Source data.
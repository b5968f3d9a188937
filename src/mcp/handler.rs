//! JSON-RPC method dispatch for the tool endpoint.
//!
//! Each HTTP request carries one message; the endpoint keeps no session state.

use serde::{de::DeserializeOwned, Serialize};
use serde_json::{json, Value};
use tracing::{debug, error};

use super::{
    prompts,
    protocol::{
        methods, InitializeResult, McpError, McpRequest, McpResponse, PromptsGetParams, PromptsListResult,
        ResourcesListResult, ResourcesReadParams, ResourcesReadResult, ServerCapabilities, ServerInfo,
        ToolsCallParams, ToolsListResult, JSONRPC_VERSION, MCP_PROTOCOL_VERSION,
    },
    resources, tools,
};
use crate::dispatcher::Dispatcher;

pub const SERVER_NAME: &str = "kubernetes-slack-bridge";

/// Handle one raw message. `None` means a notification that gets no response body.
pub async fn handle_message(dispatcher: &Dispatcher, body: &[u8]) -> Option<McpResponse> {
    let request: McpRequest = match serde_json::from_slice(body) {
        Ok(request) => request,
        Err(e) => return Some(McpResponse::error(None, McpError::ParseError(e.to_string()))),
    };
    debug!("tool endpoint: {} (id {:?})", request.method, request.id);

    // notifications never get a reply, whatever the method
    if request.id.is_none() {
        return None;
    }
    if request.jsonrpc != JSONRPC_VERSION {
        return Some(McpResponse::error(
            request.id,
            McpError::InvalidRequest(format!("unsupported jsonrpc version {:?}", request.jsonrpc)),
        ));
    }

    let result = match request.method.as_str() {
        methods::INITIALIZE => to_value(initialize()),
        methods::PING => Ok(json!({})),
        methods::TOOLS_LIST => to_value(ToolsListResult {
            tools: tools::definitions(),
        }),
        methods::TOOLS_CALL => match params::<ToolsCallParams>(&request) {
            Ok(params) => to_value(tools::call(dispatcher, params).await),
            Err(e) => Err(e),
        },
        methods::RESOURCES_LIST => match resources::list(dispatcher).await {
            Ok(resources) => to_value(ResourcesListResult { resources }),
            Err(e) => Err(e.into()),
        },
        methods::RESOURCES_READ => match params::<ResourcesReadParams>(&request) {
            Ok(params) => match resources::read(dispatcher, &params.uri).await {
                Ok(content) => to_value(ResourcesReadResult {
                    contents: vec![content],
                }),
                Err(e) => Err(e.into()),
            },
            Err(e) => Err(e),
        },
        methods::PROMPTS_LIST => to_value(PromptsListResult {
            prompts: prompts::definitions(),
        }),
        methods::PROMPTS_GET => match params::<PromptsGetParams>(&request) {
            Ok(params) => prompts::get(dispatcher, params).await.and_then(to_value),
            Err(e) => Err(e),
        },
        other => Err(McpError::MethodNotFound(other.to_string())),
    };

    Some(match result {
        Ok(value) => McpResponse::success(request.id, value),
        Err(e) => McpResponse::error(request.id, e),
    })
}

fn initialize() -> InitializeResult {
    InitializeResult {
        protocol_version: MCP_PROTOCOL_VERSION.to_string(),
        capabilities: ServerCapabilities {
            tools: json!({}),
            resources: json!({}),
            prompts: json!({}),
        },
        server_info: ServerInfo {
            name: SERVER_NAME.to_string(),
            version: env!("CARGO_PKG_VERSION").to_string(),
        },
    }
}

fn params<T: DeserializeOwned>(request: &McpRequest) -> Result<T, McpError> {
    let params = request
        .params
        .clone()
        .ok_or_else(|| McpError::InvalidParams("missing params".to_string()))?;
    serde_json::from_value(params).map_err(|e| McpError::InvalidParams(e.to_string()))
}

fn to_value<T: Serialize>(result: T) -> Result<Value, McpError> {
    serde_json::to_value(result).map_err(|e| {
        error!("Failed to serialize tool endpoint result: {e}");
        McpError::InternalError(e.to_string())
    })
}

Exercise brief.
From the first line of the records above to the line that contains "whatever the method", quote each line exactly.

Finished task.
repository b5968f3d9a188937
filename src/mcp/handler.rs
//! JSON-RPC method dispatch for the tool endpoint.
//!
//! Each HTTP request carries one message; the endpoint keeps no session state.

use serde::{de::DeserializeOwned, Serialize};
use serde_json::{json, Value};
use tracing::{debug, error};

use super::{
    prompts,
    protocol::{
        methods, InitializeResult, McpError, McpRequest, McpResponse, PromptsGetParams, PromptsListResult,
        ResourcesListResult, ResourcesReadParams, ResourcesReadResult, ServerCapabilities, ServerInfo,
        ToolsCallParams, ToolsListResult, JSONRPC_VERSION, MCP_PROTOCOL_VERSION,
    },
    resources, tools,
};
use crate::dispatcher::Dispatcher;

pub const SERVER_NAME: &str = "kubernetes-slack-bridge";

/// Handle one raw message. `None` means a notification that gets no response body.
pub async fn handle_message(dispatcher: &Dispatcher, body: &[u8]) -> Option<McpResponse> {
    let request: McpRequest = match serde_json::from_slice(body) {
        Ok(request) => request,
        Err(e) => return Some(McpResponse::error(None, McpError::ParseError(e.to_string()))),
    };
    debug!("tool endpoint: {} (id {:?})", request.method, request.id);

    // notifications never get a reply, whatever the method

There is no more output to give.